Documenting Criminalization and Confinement

Documenting Criminalization and Confinement 

September 1, 2019 – August 31, 2021

As the first major humanistic study of the impact of criminalization, policing, incarceration, and criminal justice control in the United States, this initiative will mobilize faculty, graduate and undergraduate students, archivists, impacted persons, and community partners in a series of collaborative and multidisciplinary research projects that span the domains of art and performance, history, visual culture, anthropology, literature, public health, digital humanities, and public engagement. The initiative comprises six interrelated research projects united by their humanistic research methodologies and commitments to confronting the carceral state. They are: Documenting Prison Education and Arts, Policing and Social Justice HistoryLab, Critical Carceral Visualities, Confronting Conditions of Confinement, Captive Afterlives, and Immigration and the Carceral State. Together, these research projects will demonstrate the human and social costs of criminalization and confinement by centering humanistic research questions about topics that have been dominated by the fields of law, public policy, and the quantitative social sciences.

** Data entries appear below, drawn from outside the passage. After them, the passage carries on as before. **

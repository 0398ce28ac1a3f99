use crate::helpers::TestApp;

#[tokio::test]
async fn health_check_works() {
    let test_app = TestApp::spawn_app().await;
    let response = test_app
        .api_client
        .get(format!("{}/health_check", test_app.address))
        .send()
        .await
        .expect("Failed to execute request.");

    assert!(response.status().is_success());
    assert_eq!(Some(0), response.content_length())
}
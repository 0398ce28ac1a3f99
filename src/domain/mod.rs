pub mod campaign_list;
pub mod client;
pub mod email_address;
pub mod external_id;
pub mod label;
pub mod subscriber;
pub mod subscriber_state;

pub use campaign_list::{CampaignList, NewCampaignList};
pub use client::{Client, NewClient};
pub use email_address::EmailAddress;
pub use external_id::ExternalId;
pub use label::Label;
pub use subscriber::{NewSubscriber, Subscriber};
pub use subscriber_state::SubscriberState;
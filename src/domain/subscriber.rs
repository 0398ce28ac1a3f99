use uuid::Uuid;

use crate::campaign_monitor::SubscriberDescriptor;
use crate::domain::email_address::EmailAddress;
use crate::domain::label::Label;
use crate::domain::subscriber_state::SubscriberState;

/// A person identified by email, member of zero or more lists.
#[derive(Debug, Clone, PartialEq, Eq, serde::Serialize)]
pub struct Subscriber {
    pub id: Uuid,
    pub email: EmailAddress,
    pub name: Label,
    pub state: SubscriberState,
}

#[derive(Debug, Clone)]
pub struct NewSubscriber {
    pub email: EmailAddress,
    pub name: Label,
    pub state: SubscriberState,
}

impl NewSubscriber {
    /// Subscribers added by hand need a name. Only mirrored ones may lack it.
    pub fn parse(name: String, email: String) -> Result<NewSubscriber, String> {
        Ok(NewSubscriber {
            email: EmailAddress::parse(email)?,
            name: Label::parse(name)?,
            state: SubscriberState::default(),
        })
    }
}

impl TryFrom<SubscriberDescriptor> for NewSubscriber {
    type Error = String;

    fn try_from(descriptor: SubscriberDescriptor) -> Result<Self, Self::Error> {
        Ok(NewSubscriber {
            email: EmailAddress::parse(descriptor.email_address)?,
            name: Label::parse_blankable(descriptor.name)?,
            state: SubscriberState::parse(descriptor.state)?,
        })
    }
}

impl std::fmt::Display for Subscriber {
    fn fmt(&self, f: &mut std::fmt::Formatter<'_>) -> std::fmt::Result {
        if self.name.is_blank() {
            write!(f, "Subscriber \"{}\"", self.email)
        } else {
            write!(f, "Subscriber \"{}\"", self.name)
        }
    }
}
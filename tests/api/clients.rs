use wiremock::matchers::any;
use wiremock::{Mock, ResponseTemplate};

use crate::helpers::{mount_remote_client, TestApp, CLIENT_ID, LIST_ID};

#[tokio::test]
async fn unknown_client_is_pulled_from_campaign_monitor() {
    let test_app = TestApp::spawn_app().await;
    mount_remote_client(&test_app.campaign_monitor, 1).await;

    let response = test_app.get_client(CLIENT_ID).await;

    assert_eq!(200, response.status().as_u16());
    let overview: serde_json::Value = response.json().await.unwrap();
    assert_eq!(overview["client"]["external_id"], CLIENT_ID);
    assert_eq!(overview["lists"][0]["list"]["external_id"], LIST_ID);
    assert_eq!(overview["lists"][0]["subscriber_count"], 2);
    assert_eq!(overview["lists"][0]["active_count"], 1);
    assert_eq!(test_app.store.subscribers().len(), 2);
}

#[tokio::test]
async fn second_lookup_does_not_reach_campaign_monitor() {
    let test_app = TestApp::spawn_app().await;
    // Every remote endpoint may only be hit once.
    mount_remote_client(&test_app.campaign_monitor, 1).await;

    let first = test_app.get_client(CLIENT_ID).await;
    let second = test_app.get_client(CLIENT_ID).await;

    assert_eq!(200, first.status().as_u16());
    assert_eq!(200, second.status().as_u16());
    assert_eq!(test_app.store.clients().len(), 1);
}

#[tokio::test]
async fn client_missing_upstream_returns_404() {
    let test_app = TestApp::spawn_app().await;

    Mock::given(any())
        .respond_with(ResponseTemplate::new(400).set_body_json(serde_json::json!({
            "Code": 102,
            "Message": "Invalid ClientID"
        })))
        .expect(1)
        .mount(&test_app.campaign_monitor)
        .await;

    let response = test_app.get_client(CLIENT_ID).await;

    assert_eq!(404, response.status().as_u16());
    assert!(test_app.store.clients().is_empty());
}

#[tokio::test]
async fn malformed_client_id_returns_404_without_upstream_calls() {
    let test_app = TestApp::spawn_app().await;

    Mock::given(any())
        .respond_with(ResponseTemplate::new(200))
        .expect(0)
        .mount(&test_app.campaign_monitor)
        .await;

    let response = test_app.get_client("tooshort").await;

    assert_eq!(404, response.status().as_u16());
}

The project—which in an earlier phase of development received a 5×5 Incubator Grant as the “Carceral State Project”—includes co-PIs Matt Lassiter (Professor of History) and Ashley Lucas (Associate Professor of Theater and Drama/Residential College); Melissa Burch (Assistant Professor of Anthropology), Jesse Hoffnung-Garskof (Professor of History, Professor of American Culture and Associate Chair, Department of American Culture), Nora Krinitsky (Lecturer I, Residential College; Interim Director, Prison Creative Arts Project, and Project Director, Carceral State Project), William Lopez (Faculty Director of Public Scholarship at the National Center for Institutional Diversity and Assistant Clinical Professor at the School of Public Health), Ruby Tapia (Associate Professor of English Language and Literature/Women’s Studies), and Heather Ann Thompson (Professor of Afroamerican and African Studies/History/Residential College).